La démocratie représentative ne représente que les intérêts du pouvoir en place (république bananière, corrompue jusqu'à la moelle) et des rapaces qu'il représente pour l'avoir mis en place (cette prise de conscience est essentielle, la démocratie représentative n'est pas la démocratie, il m'a fallu 60 ans pour l'admettre).
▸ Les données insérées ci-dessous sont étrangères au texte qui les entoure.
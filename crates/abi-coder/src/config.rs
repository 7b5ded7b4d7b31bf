// SPDX-License-Identifier: Apache-2.0 OR MIT
// Copyright (c) 2025-2026 naskel.com

//! Codec configuration and per-subtree encoding options.
//!
//! Two layers:
//!
//! - [`CodecConfig`]: long-lived settings of an [`AbiCoder`](crate::AbiCoder),
//!   loadable from JSON.
//! - [`EncodingOptions`]: transient context threaded through coder-tree
//!   construction. Never stored on a coder.
//!
//! The encoding version of a top-level call is picked in this order:
//! explicit options, then `CodecConfig::encoding`, then the schema's own
//! `encoding` field, then [`EncodingVersion::Legacy`].

use crate::constants::MAX_BYTES;
use crate::error::{AbiError, AbiResult};
use serde::{Deserialize, Serialize};
use std::fmt;
use std::path::Path;
use std::str::FromStr;

// ---------------------------------------------------------------------------
// EncodingVersion
// ---------------------------------------------------------------------------

/// Layout strategy applied to a coder subtree.
#[derive(Debug, Clone, Copy, PartialEq, Eq, Hash, Default, Serialize, Deserialize)]
#[serde(try_from = "String", into = "String")]
pub enum EncodingVersion {
    /// Version `"0"`: every scalar occupies a word, composites are padded,
    /// variants have a fixed width.
    #[default]
    Legacy,
    /// Version `"1"`: scalars use their natural width, dynamic payloads
    /// and variants are unpadded.
    Compact,
}

impl EncodingVersion {
    /// The version string used in schemas.
    pub fn as_str(self) -> &'static str {
        match self {
            Self::Legacy => "0",
            Self::Compact => "1",
        }
    }

    /// Width of an unsigned integer of `natural` bytes.
    pub(crate) fn integer_width(self, natural: usize, is_small_bytes: bool) -> usize {
        match self {
            Self::Legacy if is_small_bytes && natural == 1 => 1,
            Self::Legacy => crate::constants::WORD_SIZE.max(natural),
            Self::Compact => natural,
        }
    }

    /// Whether dynamic payloads and fields are right-padded to a word.
    pub(crate) fn pads(self) -> bool {
        matches!(self, Self::Legacy)
    }
}

impl fmt::Display for EncodingVersion {
    fn fmt(&self, f: &mut fmt::Formatter<'_>) -> fmt::Result {
        f.write_str(self.as_str())
    }
}

impl FromStr for EncodingVersion {
    type Err = AbiError;

    fn from_str(s: &str) -> Result<Self, Self::Err> {
        match s {
            "0" => Ok(Self::Legacy),
            "1" => Ok(Self::Compact),
            other => Err(AbiError::UnsupportedEncodingVersion(other.to_string())),
        }
    }
}

impl TryFrom<String> for EncodingVersion {
    type Error = AbiError;

    fn try_from(s: String) -> Result<Self, Self::Error> {
        s.parse()
    }
}

impl From<EncodingVersion> for String {
    fn from(v: EncodingVersion) -> Self {
        v.as_str().to_string()
    }
}

// ---------------------------------------------------------------------------
// EncodingOptions
// ---------------------------------------------------------------------------

/// Construction context for one coder subtree.
#[derive(Debug, Clone, Copy, PartialEq, Eq, Hash, Default)]
pub struct EncodingOptions {
    /// Layout rules for this subtree.
    pub encoding: EncodingVersion,
    /// The coder is a struct field or tuple slot and pads to a word.
    pub is_right_padded: bool,
    /// The coder is an element of a packed sequence.
    pub is_small_bytes: bool,
}

impl EncodingOptions {
    /// Top-level options for `encoding`.
    pub fn new(encoding: EncodingVersion) -> Self {
        Self {
            encoding,
            ..Self::default()
        }
    }

    /// Options for struct fields.
    pub(crate) fn field(self) -> Self {
        Self {
            encoding: self.encoding,
            is_right_padded: true,
            is_small_bytes: false,
        }
    }

    /// Options for fixed array elements.
    pub(crate) fn array_element(self) -> Self {
        Self {
            encoding: self.encoding,
            is_right_padded: false,
            is_small_bytes: true,
        }
    }

    /// Options for `Vec` elements: always the legacy layout.
    ///
    /// Under `Compact` this keeps u16/u32 elements word-wide; only u8 and
    /// bool shrink to one byte through `is_small_bytes`. Decoders of compact
    /// `Vec<u16>`/`Vec<u32>` payloads must expect 8-byte elements.
    pub(crate) fn vec_element(self) -> Self {
        Self {
            encoding: EncodingVersion::Legacy,
            is_right_padded: false,
            is_small_bytes: true,
        }
    }

    /// Options for tuple slots: always the legacy layout, padded, so tuple
    /// slots stay word-wide under `Compact` as well.
    pub(crate) fn tuple_slot(self) -> Self {
        Self {
            encoding: EncodingVersion::Legacy,
            is_right_padded: true,
            is_small_bytes: false,
        }
    }

    /// Options for enum cases.
    pub(crate) fn variant_case(self) -> Self {
        Self::new(self.encoding)
    }

    /// Whether children built with these options pad to a word.
    pub(crate) fn pads_children(self) -> bool {
        self.is_right_padded && self.encoding.pads()
    }
}

// ---------------------------------------------------------------------------
// CodecConfig
// ---------------------------------------------------------------------------

fn default_max_bytes() -> usize {
    MAX_BYTES
}

fn default_cache_capacity() -> usize {
    256
}

/// Settings of an [`AbiCoder`](crate::AbiCoder).
#[derive(Debug, Clone, PartialEq, Eq, Serialize, Deserialize)]
#[serde(rename_all = "camelCase")]
pub struct CodecConfig {
    /// Forced encoding version (`None` defers to the schema).
    #[serde(default)]
    pub encoding: Option<EncodingVersion>,

    /// Buffers longer than this are rejected before decoding.
    #[serde(default = "default_max_bytes")]
    pub max_bytes: usize,

    /// Number of coder trees kept in the cache (0 disables caching).
    #[serde(default = "default_cache_capacity")]
    pub cache_capacity: usize,
}

impl Default for CodecConfig {
    fn default() -> Self {
        Self {
            encoding: None,
            max_bytes: default_max_bytes(),
            cache_capacity: default_cache_capacity(),
        }
    }
}

impl CodecConfig {
    /// Parse a configuration from JSON. Missing keys take their defaults.
    pub fn from_json(json: &str) -> AbiResult<Self> {
        let config: Self = serde_json::from_str(json)?;
        config.validate()?;
        Ok(config)
    }

    /// Load a configuration file.
    pub fn from_path(path: impl AsRef<Path>) -> AbiResult<Self> {
        let raw = std::fs::read_to_string(path)?;
        Self::from_json(&raw)
    }

    /// Force an encoding version.
    #[must_use]
    pub fn with_encoding(mut self, encoding: EncodingVersion) -> Self {
        self.encoding = Some(encoding);
        self
    }

    /// Set the decode size ceiling.
    #[must_use]
    pub fn with_max_bytes(mut self, max_bytes: usize) -> Self {
        self.max_bytes = max_bytes;
        self
    }

    /// Set the cache capacity.
    #[must_use]
    pub fn with_cache_capacity(mut self, capacity: usize) -> Self {
        self.cache_capacity = capacity;
        self
    }

    fn validate(&self) -> AbiResult<()> {
        if self.max_bytes == 0 {
            return Err(AbiError::Schema("maxBytes must be greater than 0".into()));
        }
        Ok(())
    }
}

#[cfg(test)]
mod tests {
    use super::*;

    #[test]
    fn test_version_parse() {
        assert_eq!("0".parse::<EncodingVersion>(), Ok(EncodingVersion::Legacy));
        assert_eq!("1".parse::<EncodingVersion>(), Ok(EncodingVersion::Compact));
        assert_eq!(
            "2".parse::<EncodingVersion>(),
            Err(AbiError::UnsupportedEncodingVersion("2".into()))
        );
    }

    #[test]
    fn test_integer_width() {
        let legacy = EncodingVersion::Legacy;
        assert_eq!(legacy.integer_width(1, false), 8);
        assert_eq!(legacy.integer_width(1, true), 1);
        assert_eq!(legacy.integer_width(4, true), 8);

        let compact = EncodingVersion::Compact;
        assert_eq!(compact.integer_width(2, false), 2);
        assert_eq!(compact.integer_width(8, true), 8);
    }

    #[test]
    fn test_child_options() {
        let top = EncodingOptions::new(EncodingVersion::Compact);
        assert!(top.field().is_right_padded);
        assert!(!top.field().pads_children());
        assert_eq!(top.vec_element().encoding, EncodingVersion::Legacy);
        assert!(top.tuple_slot().pads_children());
        assert!(top.array_element().is_small_bytes);
        assert_eq!(top.variant_case(), top);
    }

    #[test]
    fn test_config_from_json_defaults() {
        let config = CodecConfig::from_json("{}").expect("config");
        assert_eq!(config, CodecConfig::default());

        let config = CodecConfig::from_json(r#"{"encoding":"1","maxBytes":1024}"#).expect("config");
        assert_eq!(config.encoding, Some(EncodingVersion::Compact));
        assert_eq!(config.max_bytes, 1024);
        assert_eq!(config.cache_capacity, 256);
    }

    #[test]
    fn test_config_rejects_bad_values() {
        assert!(CodecConfig::from_json(r#"{"encoding":"7"}"#).is_err());
        assert!(CodecConfig::from_json(r#"{"maxBytes":0}"#).is_err());
    }

    #[test]
    fn test_config_from_path() {
        let dir = tempfile::tempdir().expect("tempdir");
        let path = dir.path().join("codec.json");
        std::fs::write(&path, r#"{"cacheCapacity":0}"#).expect("write");

        let config = CodecConfig::from_path(&path).expect("config");
        assert_eq!(config.cache_capacity, 0);
    }
}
La démocratie représentative est le leurre savamment entretenu nous faisant croire qu'en changeant de gouvernement par les élections - qui sont la dépossession de nos voix, un vol de voix - (nous perdons notre pouvoir constituant, Octave Mirbeau, Etienne Chouard, et quelques autres sont indispensables à lire), que passer de droite à gauche, de gauche à l'extrême-centre puis un jour à l'extrême-droite, on va changer les choses. Mais il est possible de savoir maintenant, par expérience depuis 40 ans avec la pensée unique, le TINA thatchérien (There is no alternative) que droite, gauche, extrême-gauche, extrême-droite, extrême-centre n'ont qu'un objectif : arriver au pouvoir et le garder. Il est possible de se convaincre aussi que les gens au pouvoir savent depuis relativement peu (20 ans) qu'en cas de mouvements profonds, durables, pacifiques ou révolutionnaires, insurrectionnels, il ne faut surtout pas lâcher le pouvoir, le quitter comme de Gaulle ou Jospin. Il faut le garder coûte que coûte par la répression, la négociation. Il faut s'accrocher, laisser passer la colère. Il faut en conclure que tout affrontement frontal n'a aucune chance d'aboutir, de changer l'ordre des choses (le mouvement des GJ autour des ronds-points fut une forme géniale; les GJ manifestant sur les Champs-Elysées, inaccessibles jusqu'à eux aux mouvements revendicatifs ou insurrectionnels, ce fut un sacré challenge réussi mais un échec).

Il faut aussi constater que dans le cadre des nations, la politique ne peut défendre que les intérêts particuliers de la nation. Et ce particularisme ne change pas avec les entités supra-nationales comme l'UE, qui ne sont pas mondiales. L'ONU elle-même ne peut être le lieu d'une politique universelle.

Deux paradoxes sont à signaler. Le 1° paradoxe c'est que les GAFA (les géants du web, américains et chinois) ont une politique mondiale, une visée de domination mondiale, haïssant la démocratie (c'est le libertarianisme anglo-saxon d'une part et l'autoritarisme bureaucratique chinois d'autre part). Le 2° paradoxe, c'est que pour les révolutionnaires, la révolution est toujours imminente alors que la réalité montre depuis 40 ans que comme le dit un ultra-riche Warren Buffet : « il existe bel et bien une guerre des classes mais c'est ma classe, la classe des riches qui fait la guerre et c'est nous qui gagnons".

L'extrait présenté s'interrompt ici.